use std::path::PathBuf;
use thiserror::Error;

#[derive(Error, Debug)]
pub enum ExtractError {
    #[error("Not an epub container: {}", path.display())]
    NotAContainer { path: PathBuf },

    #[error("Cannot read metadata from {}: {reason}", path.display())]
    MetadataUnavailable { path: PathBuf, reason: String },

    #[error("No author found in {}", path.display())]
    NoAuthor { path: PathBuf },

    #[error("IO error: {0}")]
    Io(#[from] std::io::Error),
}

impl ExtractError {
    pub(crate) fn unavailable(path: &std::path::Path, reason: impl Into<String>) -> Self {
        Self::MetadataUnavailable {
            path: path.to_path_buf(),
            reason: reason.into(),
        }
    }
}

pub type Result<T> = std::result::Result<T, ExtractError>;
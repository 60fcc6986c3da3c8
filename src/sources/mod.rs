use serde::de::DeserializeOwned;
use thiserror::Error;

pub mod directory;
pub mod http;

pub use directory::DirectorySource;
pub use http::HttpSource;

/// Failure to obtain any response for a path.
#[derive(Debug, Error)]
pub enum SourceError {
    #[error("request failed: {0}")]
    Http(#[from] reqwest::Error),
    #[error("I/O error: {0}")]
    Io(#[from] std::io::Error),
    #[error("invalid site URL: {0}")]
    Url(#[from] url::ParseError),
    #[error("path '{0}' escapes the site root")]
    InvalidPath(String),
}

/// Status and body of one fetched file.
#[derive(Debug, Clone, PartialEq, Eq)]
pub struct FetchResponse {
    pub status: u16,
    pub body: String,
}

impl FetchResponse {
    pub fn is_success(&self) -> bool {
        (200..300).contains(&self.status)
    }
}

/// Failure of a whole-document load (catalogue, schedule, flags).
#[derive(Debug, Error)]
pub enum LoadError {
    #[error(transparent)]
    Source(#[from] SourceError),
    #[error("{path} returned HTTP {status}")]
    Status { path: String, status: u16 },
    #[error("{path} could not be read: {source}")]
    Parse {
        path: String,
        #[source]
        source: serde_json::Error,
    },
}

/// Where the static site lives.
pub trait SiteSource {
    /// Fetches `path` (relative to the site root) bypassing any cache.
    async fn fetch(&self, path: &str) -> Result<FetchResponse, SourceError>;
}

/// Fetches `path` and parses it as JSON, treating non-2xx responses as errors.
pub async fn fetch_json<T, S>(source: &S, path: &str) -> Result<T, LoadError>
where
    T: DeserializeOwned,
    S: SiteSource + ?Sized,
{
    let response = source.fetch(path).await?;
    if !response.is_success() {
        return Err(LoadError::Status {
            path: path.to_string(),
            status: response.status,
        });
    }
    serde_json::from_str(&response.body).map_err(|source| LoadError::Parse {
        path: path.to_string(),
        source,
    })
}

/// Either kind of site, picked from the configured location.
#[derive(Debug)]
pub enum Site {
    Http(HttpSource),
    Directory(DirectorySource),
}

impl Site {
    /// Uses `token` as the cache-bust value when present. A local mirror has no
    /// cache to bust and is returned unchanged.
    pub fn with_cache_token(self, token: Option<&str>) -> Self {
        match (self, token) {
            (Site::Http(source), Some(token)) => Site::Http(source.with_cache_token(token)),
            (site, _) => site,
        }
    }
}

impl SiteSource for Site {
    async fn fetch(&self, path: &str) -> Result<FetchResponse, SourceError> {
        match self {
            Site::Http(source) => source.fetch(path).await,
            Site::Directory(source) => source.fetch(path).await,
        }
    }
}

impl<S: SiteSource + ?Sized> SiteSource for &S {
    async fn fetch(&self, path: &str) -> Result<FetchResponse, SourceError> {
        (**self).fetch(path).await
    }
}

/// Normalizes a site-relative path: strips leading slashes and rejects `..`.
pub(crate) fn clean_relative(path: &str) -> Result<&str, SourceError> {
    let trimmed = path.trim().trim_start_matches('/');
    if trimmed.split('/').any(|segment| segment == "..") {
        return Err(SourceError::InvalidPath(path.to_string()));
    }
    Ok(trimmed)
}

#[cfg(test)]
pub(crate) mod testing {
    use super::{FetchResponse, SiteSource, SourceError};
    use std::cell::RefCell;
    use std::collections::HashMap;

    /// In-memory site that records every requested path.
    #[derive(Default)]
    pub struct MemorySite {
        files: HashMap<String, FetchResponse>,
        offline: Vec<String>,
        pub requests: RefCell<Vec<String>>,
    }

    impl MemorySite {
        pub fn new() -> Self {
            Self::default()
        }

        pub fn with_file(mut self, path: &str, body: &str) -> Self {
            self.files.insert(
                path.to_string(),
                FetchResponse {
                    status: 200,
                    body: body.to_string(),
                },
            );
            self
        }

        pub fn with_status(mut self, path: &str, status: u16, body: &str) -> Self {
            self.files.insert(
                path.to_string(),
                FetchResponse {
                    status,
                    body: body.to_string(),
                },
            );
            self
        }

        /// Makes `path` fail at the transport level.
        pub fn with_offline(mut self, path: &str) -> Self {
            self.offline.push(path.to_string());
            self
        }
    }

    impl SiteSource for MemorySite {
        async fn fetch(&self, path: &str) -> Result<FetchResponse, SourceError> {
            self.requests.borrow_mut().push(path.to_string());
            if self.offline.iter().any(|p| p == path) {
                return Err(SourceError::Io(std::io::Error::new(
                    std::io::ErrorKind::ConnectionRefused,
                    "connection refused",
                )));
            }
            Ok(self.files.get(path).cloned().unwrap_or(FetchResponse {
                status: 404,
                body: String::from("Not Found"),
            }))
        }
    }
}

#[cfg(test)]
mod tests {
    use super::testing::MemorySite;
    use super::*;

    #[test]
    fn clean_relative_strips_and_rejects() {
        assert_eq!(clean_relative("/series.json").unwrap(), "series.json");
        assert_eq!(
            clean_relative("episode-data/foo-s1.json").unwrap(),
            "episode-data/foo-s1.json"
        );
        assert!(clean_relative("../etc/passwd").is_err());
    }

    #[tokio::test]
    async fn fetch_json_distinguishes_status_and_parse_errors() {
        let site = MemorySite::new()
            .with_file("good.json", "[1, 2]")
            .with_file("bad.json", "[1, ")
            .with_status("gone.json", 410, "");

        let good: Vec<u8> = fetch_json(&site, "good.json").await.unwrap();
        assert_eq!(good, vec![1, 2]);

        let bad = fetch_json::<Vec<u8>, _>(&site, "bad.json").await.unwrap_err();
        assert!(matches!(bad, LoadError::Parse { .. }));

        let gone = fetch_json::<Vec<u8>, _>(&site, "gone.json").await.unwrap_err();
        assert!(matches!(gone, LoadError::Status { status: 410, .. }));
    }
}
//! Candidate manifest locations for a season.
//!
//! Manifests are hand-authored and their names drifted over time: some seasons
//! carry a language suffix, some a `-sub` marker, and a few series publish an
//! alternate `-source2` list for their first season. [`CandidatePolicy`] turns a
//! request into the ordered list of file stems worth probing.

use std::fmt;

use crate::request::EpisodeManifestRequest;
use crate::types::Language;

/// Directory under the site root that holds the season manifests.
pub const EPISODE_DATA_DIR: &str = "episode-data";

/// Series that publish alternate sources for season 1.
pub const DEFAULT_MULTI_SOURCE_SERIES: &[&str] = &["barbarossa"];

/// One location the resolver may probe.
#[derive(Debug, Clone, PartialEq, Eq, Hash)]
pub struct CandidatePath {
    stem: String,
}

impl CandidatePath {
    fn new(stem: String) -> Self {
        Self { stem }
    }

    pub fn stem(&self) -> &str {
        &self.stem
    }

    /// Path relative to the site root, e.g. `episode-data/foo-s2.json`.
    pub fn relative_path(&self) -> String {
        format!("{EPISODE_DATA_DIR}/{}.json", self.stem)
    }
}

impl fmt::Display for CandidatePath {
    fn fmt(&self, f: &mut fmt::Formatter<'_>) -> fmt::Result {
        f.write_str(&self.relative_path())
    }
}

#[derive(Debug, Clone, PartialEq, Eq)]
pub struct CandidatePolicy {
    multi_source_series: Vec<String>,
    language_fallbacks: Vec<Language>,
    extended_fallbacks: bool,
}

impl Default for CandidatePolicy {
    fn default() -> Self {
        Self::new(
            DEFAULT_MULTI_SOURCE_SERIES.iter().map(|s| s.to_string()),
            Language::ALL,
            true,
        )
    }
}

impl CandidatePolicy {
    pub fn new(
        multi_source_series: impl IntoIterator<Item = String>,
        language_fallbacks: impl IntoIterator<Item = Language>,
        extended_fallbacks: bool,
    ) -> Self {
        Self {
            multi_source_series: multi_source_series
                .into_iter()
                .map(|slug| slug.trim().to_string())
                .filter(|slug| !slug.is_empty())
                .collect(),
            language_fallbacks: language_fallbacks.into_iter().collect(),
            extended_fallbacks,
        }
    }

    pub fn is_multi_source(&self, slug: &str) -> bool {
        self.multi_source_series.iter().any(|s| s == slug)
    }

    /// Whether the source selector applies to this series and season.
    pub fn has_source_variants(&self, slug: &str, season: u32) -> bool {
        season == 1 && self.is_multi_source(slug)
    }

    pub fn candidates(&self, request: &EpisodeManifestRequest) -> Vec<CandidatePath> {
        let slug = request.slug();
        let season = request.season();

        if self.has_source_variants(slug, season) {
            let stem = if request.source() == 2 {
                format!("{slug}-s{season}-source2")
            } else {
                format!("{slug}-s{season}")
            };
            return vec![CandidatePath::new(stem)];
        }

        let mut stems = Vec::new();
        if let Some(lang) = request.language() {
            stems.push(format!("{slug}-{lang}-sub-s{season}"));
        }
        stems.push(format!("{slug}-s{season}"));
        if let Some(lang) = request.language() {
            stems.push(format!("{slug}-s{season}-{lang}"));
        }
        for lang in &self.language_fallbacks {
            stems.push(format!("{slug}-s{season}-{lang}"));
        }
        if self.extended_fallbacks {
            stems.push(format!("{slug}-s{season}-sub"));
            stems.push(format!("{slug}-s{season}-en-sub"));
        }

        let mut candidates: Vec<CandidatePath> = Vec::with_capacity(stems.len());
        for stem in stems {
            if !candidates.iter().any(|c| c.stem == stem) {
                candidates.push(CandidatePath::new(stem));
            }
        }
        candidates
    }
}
══════
**Problem:** Within the material above, find the lines that contain the word "Fetches"; copy them.

**Response area:**
    /// Fetches `path` (relative to the site root) bypassing any cache.
/// Fetches `path` and parses it as JSON, treating non-2xx responses as errors.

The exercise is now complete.